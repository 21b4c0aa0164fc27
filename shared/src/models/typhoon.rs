//! Typhoon forecast models

use serde::{Deserialize, Serialize};

use crate::types::{lenient_f64, sequence_number, Coordinate};

/// One forecast position of a typhoon
#[derive(Debug, Clone, Serialize, Deserialize, PartialEq)]
pub struct TyphoonForecastPoint {
    #[serde(default, deserialize_with = "lenient_f64::deserialize")]
    pub latitude: Option<f64>,
    #[serde(default, deserialize_with = "lenient_f64::deserialize")]
    pub longitude: Option<f64>,
    /// Maximum sustained wind (m/s)
    #[serde(default, deserialize_with = "lenient_f64::deserialize")]
    pub wind_speed_ms: Option<f64>,
    #[serde(default, deserialize_with = "lenient_f64::deserialize")]
    pub central_pressure_hpa: Option<f64>,
    #[serde(default)]
    pub location_label: String,
}

impl TyphoonForecastPoint {
    /// Position, if both coordinates are present
    pub fn position(&self) -> Option<Coordinate> {
        Some(Coordinate::new(self.latitude?, self.longitude?))
    }
}

/// All forecast points of one announced typhoon
#[derive(Debug, Clone, Serialize, Deserialize, PartialEq)]
pub struct TyphoonTrack {
    /// Typhoon number of the season; feeds send it as a number or a numeric string
    #[serde(deserialize_with = "sequence_number::deserialize")]
    pub sequence_id: u32,
    /// Announcement time as `yyyyMMddHHmm`; orders tracks lexicographically
    pub announced_at: String,
    /// Latest forecast first
    #[serde(default)]
    pub forecasts: Vec<TyphoonForecastPoint>,
}

/// Severity tier of a typhoon proximity alert
#[derive(Debug, Clone, Copy, Serialize, Deserialize, PartialEq, Eq, PartialOrd, Ord)]
#[serde(rename_all = "snake_case")]
pub enum TyphoonTier {
    /// Within 1000 km, wind ≥ 15 m/s
    Monitoring,
    /// Within 600 km, wind ≥ 20 m/s
    WatchUpgraded,
    /// Within 400 km, wind ≥ 25 m/s
    Warning,
}

impl TyphoonTier {
    pub fn title(&self) -> &'static str {
        match self {
            TyphoonTier::Warning => "⚠ TYPHOON WARNING ⚠",
            TyphoonTier::WatchUpgraded => "⚠ TYPHOON WATCH ⚠",
            TyphoonTier::Monitoring => "⚠ TYPHOON INFO ⚠",
        }
    }
}

impl std::fmt::Display for TyphoonTier {
    fn fmt(&self, f: &mut std::fmt::Formatter<'_>) -> std::fmt::Result {
        match self {
            TyphoonTier::Warning => write!(f, "Warning"),
            TyphoonTier::WatchUpgraded => write!(f, "Watch"),
            TyphoonTier::Monitoring => write!(f, "Monitoring"),
        }
    }
}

····················

● **Work required**
Would you please repeat the whole listing exactly as it is?

● **Written solution**
repository 21b4c0aa0164fc27
filename shared/src/models/typhoon.rs
//! Typhoon forecast models

use serde::{Deserialize, Serialize};

use crate::types::{lenient_f64, sequence_number, Coordinate};

/// One forecast position of a typhoon
#[derive(Debug, Clone, Serialize, Deserialize, PartialEq)]
pub struct TyphoonForecastPoint {
    #[serde(default, deserialize_with = "lenient_f64::deserialize")]
    pub latitude: Option<f64>,
    #[serde(default, deserialize_with = "lenient_f64::deserialize")]
    pub longitude: Option<f64>,
    /// Maximum sustained wind (m/s)
    #[serde(default, deserialize_with = "lenient_f64::deserialize")]
    pub wind_speed_ms: Option<f64>,
    #[serde(default, deserialize_with = "lenient_f64::deserialize")]
    pub central_pressure_hpa: Option<f64>,
    #[serde(default)]
    pub location_label: String,
}

impl TyphoonForecastPoint {
    /// Position, if both coordinates are present
    pub fn position(&self) -> Option<Coordinate> {
        Some(Coordinate::new(self.latitude?, self.longitude?))
    }
}

/// All forecast points of one announced typhoon
#[derive(Debug, Clone, Serialize, Deserialize, PartialEq)]
pub struct TyphoonTrack {
    /// Typhoon number of the season; feeds send it as a number or a numeric string
    #[serde(deserialize_with = "sequence_number::deserialize")]
    pub sequence_id: u32,
    /// Announcement time as `yyyyMMddHHmm`; orders tracks lexicographically
    pub announced_at: String,
    /// Latest forecast first
    #[serde(default)]
    pub forecasts: Vec<TyphoonForecastPoint>,
}

/// Severity tier of a typhoon proximity alert
#[derive(Debug, Clone, Copy, Serialize, Deserialize, PartialEq, Eq, PartialOrd, Ord)]
#[serde(rename_all = "snake_case")]
pub enum TyphoonTier {
    /// Within 1000 km, wind ≥ 15 m/s
    Monitoring,
    /// Within 600 km, wind ≥ 20 m/s
    WatchUpgraded,
    /// Within 400 km, wind ≥ 25 m/s
    Warning,
}

impl TyphoonTier {
    pub fn title(&self) -> &'static str {
        match self {
            TyphoonTier::Warning => "⚠ TYPHOON WARNING ⚠",
            TyphoonTier::WatchUpgraded => "⚠ TYPHOON WATCH ⚠",
            TyphoonTier::Monitoring => "⚠ TYPHOON INFO ⚠",
        }
    }
}

impl std::fmt::Display for TyphoonTier {
    fn fmt(&self, f: &mut std::fmt::Formatter<'_>) -> std::fmt::Result {
        match self {
            TyphoonTier::Warning => write!(f, "Warning"),
            TyphoonTier::WatchUpgraded => write!(f, "Watch"),
            TyphoonTier::Monitoring => write!(f, "Monitoring"),
        }
    }
}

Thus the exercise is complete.